Cantines bio : ça marche et c’est moins cher
9 février 2018 / Maxime Lerolle (Reporterre)

La loi n’a pas encore permis d’installer le bio et le local au menu des cantines. Mais des villes pionnières ont lancé le mouvement, et des communes toujours plus nombreuses les suivent dans cette voie. Qui se révèle ne pas être plus coûteuse que la cantine conventionnelle.
De nombreuses communes transforment les menus de leurs cantines scolaires pour les faire passer au bio, et cela sans attendre la loi, qui avance lentement. Exemple, la petite commune bretonne (Ille-et-Vilaine) de 600 habitants de Langouët dispose depuis 2004 d’une cantine scolaire de ce type. « À l’époque, nous avions décidé de rompre avec la cantine concédée, en raison de prix élevés pour une qualité médiocre. Un repas à base de boîtes de conserve revenait à 5,39 euros, alors qu’aujourd’hui, il coûte 5,12 euros… » explique Jocelyne Perier, adjointe au maire chargée de l’école.
Comment expliquer cette baisse des prix, alors que l’agriculture bio coûte en moyenne plus cher que la conventionnelle ? L’essentiel se joue au niveau de l’approvisionnement. À Langouët, la municipalité a choisi de passer par le groupement d’intérêt économique (GIE) Manger bio 35, un groupement d’agriculteurs locaux qui fournit tous les jours la cantine en légumes frais. Sur place, la légumerie municipale s’occupe de la préparation des produits. En raison de cette régularisation des frais de transport, « faire du bio tous les jours coûte moins cher que d’en faire une fois par semaine », s’amuse Jocelyne Perier.
À Mouans-Sartoux, petite ville des Alpes-Maritimes (9.500 habitants), la mairie a de son côté opté pour un interventionnisme municipal dans la politique agricole. Secouée par la crise de la vache folle en 1999, la restauration scolaire a progressivement basculé en bio, jusqu’à atteindre les 100 % en 2012. 85 % des aliments qui composent les mille repas quotidiens — eux aussi préparés par les soins d’une légumerie municipale — proviennent des six hectares dévolus au maraîchage que possède la régie agricole municipale. Sur les terres ceinturant la commune, deux agriculteurs — bientôt trois — produisent l’essentiel des légumes consommés dans les trois cantines, et vont même jusqu’à surgeler les surplus estivaux en prévision de l’hiver.

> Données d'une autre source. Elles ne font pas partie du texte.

//! Zenoh transport: one publisher per tool topic.

use npc_env::{validate_topic, EnvError, PayloadEnvelope, TopicPublisher, Transport};
use zenoh::key_expr::KeyExpr;
use zenoh::pubsub::Publisher;
use zenoh::{Session, Wait};

/// Maps a ROS-style topic onto a zenoh key expression.
///
/// Leading and trailing slashes are dropped (key expressions cannot start
/// or end with one) and the optional prefix is prepended.
pub fn topic_to_key_expr(prefix: Option<&str>, topic: &str) -> String {
    let key = topic.trim().trim_matches('/');
    match prefix.map(|p| p.trim_matches('/')).filter(|p| !p.is_empty()) {
        Some(prefix) => format!("{}/{}", prefix, key),
        None => key.to_string(),
    }
}

/// Publishes tool output on a zenoh session.
pub struct ZenohTransport {
    session: Session,
    key_prefix: Option<String>,
}

impl ZenohTransport {
    pub fn new(session: Session, key_prefix: Option<String>) -> Self {
        Self {
            session,
            key_prefix,
        }
    }
}

impl Transport for ZenohTransport {
    type Publisher = ZenohPublisher;

    fn advertise(&self, topic: &str) -> Result<ZenohPublisher, EnvError> {
        validate_topic(topic)?;
        let key = topic_to_key_expr(self.key_prefix.as_deref(), topic);
        let key_expr = KeyExpr::try_from(key)
            .map_err(|e| EnvError::invalid_topic(topic, e.to_string()))?;

        // Declaration resolves immediately; no runtime round-trip
        let publisher = self
            .session
            .declare_publisher(key_expr)
            .wait()
            .map_err(|e| EnvError::transport(format!("Zenoh publisher error: {}", e)))?;

        tracing::debug!("Declared zenoh publisher on {}", publisher.key_expr());
        Ok(ZenohPublisher {
            topic: topic.to_string(),
            publisher,
        })
    }
}

/// A declared zenoh publisher.
pub struct ZenohPublisher {
    topic: String,
    publisher: Publisher<'static>,
}

impl TopicPublisher for ZenohPublisher {
    fn topic(&self) -> &str {
        &self.topic
    }

    fn publish(&self, envelope: PayloadEnvelope) -> Result<(), EnvError> {
        self.publisher
            .put(envelope.payload)
            .wait()
            .map_err(|e| EnvError::transport(format!("Zenoh put error: {}", e)))
    }
}

#[cfg(test)]
mod tests {
    use super::*;

    #[test]
    fn test_topic_to_key_expr() {
        assert_eq!(
            topic_to_key_expr(None, "/simulation/npc_simulator/object_info"),
            "simulation/npc_simulator/object_info"
        );
        assert_eq!(topic_to_key_expr(Some("0"), "/objects/"), "0/objects");
        assert_eq!(topic_to_key_expr(Some("/sim/"), "objects"), "sim/objects");
        assert_eq!(topic_to_key_expr(Some(""), "/objects"), "objects");
    }

    #[test]
    fn test_mapped_topics_are_valid_key_exprs() {
        for topic in ["/simulation/npc_simulator/object_info", "objects", "/a/b/"] {
            let key = topic_to_key_expr(Some("rt"), topic);
            assert!(KeyExpr::try_from(key).is_ok());
        }
    }
}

La réduction du gaspillage alimentaire est une priorité
Si le contrôle de l’approvisionnement demeure capital pour la transition vers le bio, il ne fait pas tout. Comme l’expose Léa Sturton, chargée de mission alimentation et nutrition à Mouans-Sartoux, « il faut s’appuyer sur plusieurs leviers pour éviter que le prix n’explose ». La réduction du gaspillage alimentaire est une priorité. « Pour les entrées et les desserts, les enfants ont le choix entre une petite et une grande portion. Et pour le plat principal, on leur demande s’ils ont une petite faim, une moyenne ou une grande », détaille Léa Sturton. À cela s’ajoutent quatre poubelles de tri, de manière à évaluer la quantité de déchets, ainsi que des achats en vrac. Au total, « nous avons économisé vingt centimes par repas, ce qui compense le prix plus élevé de la matière première bio ».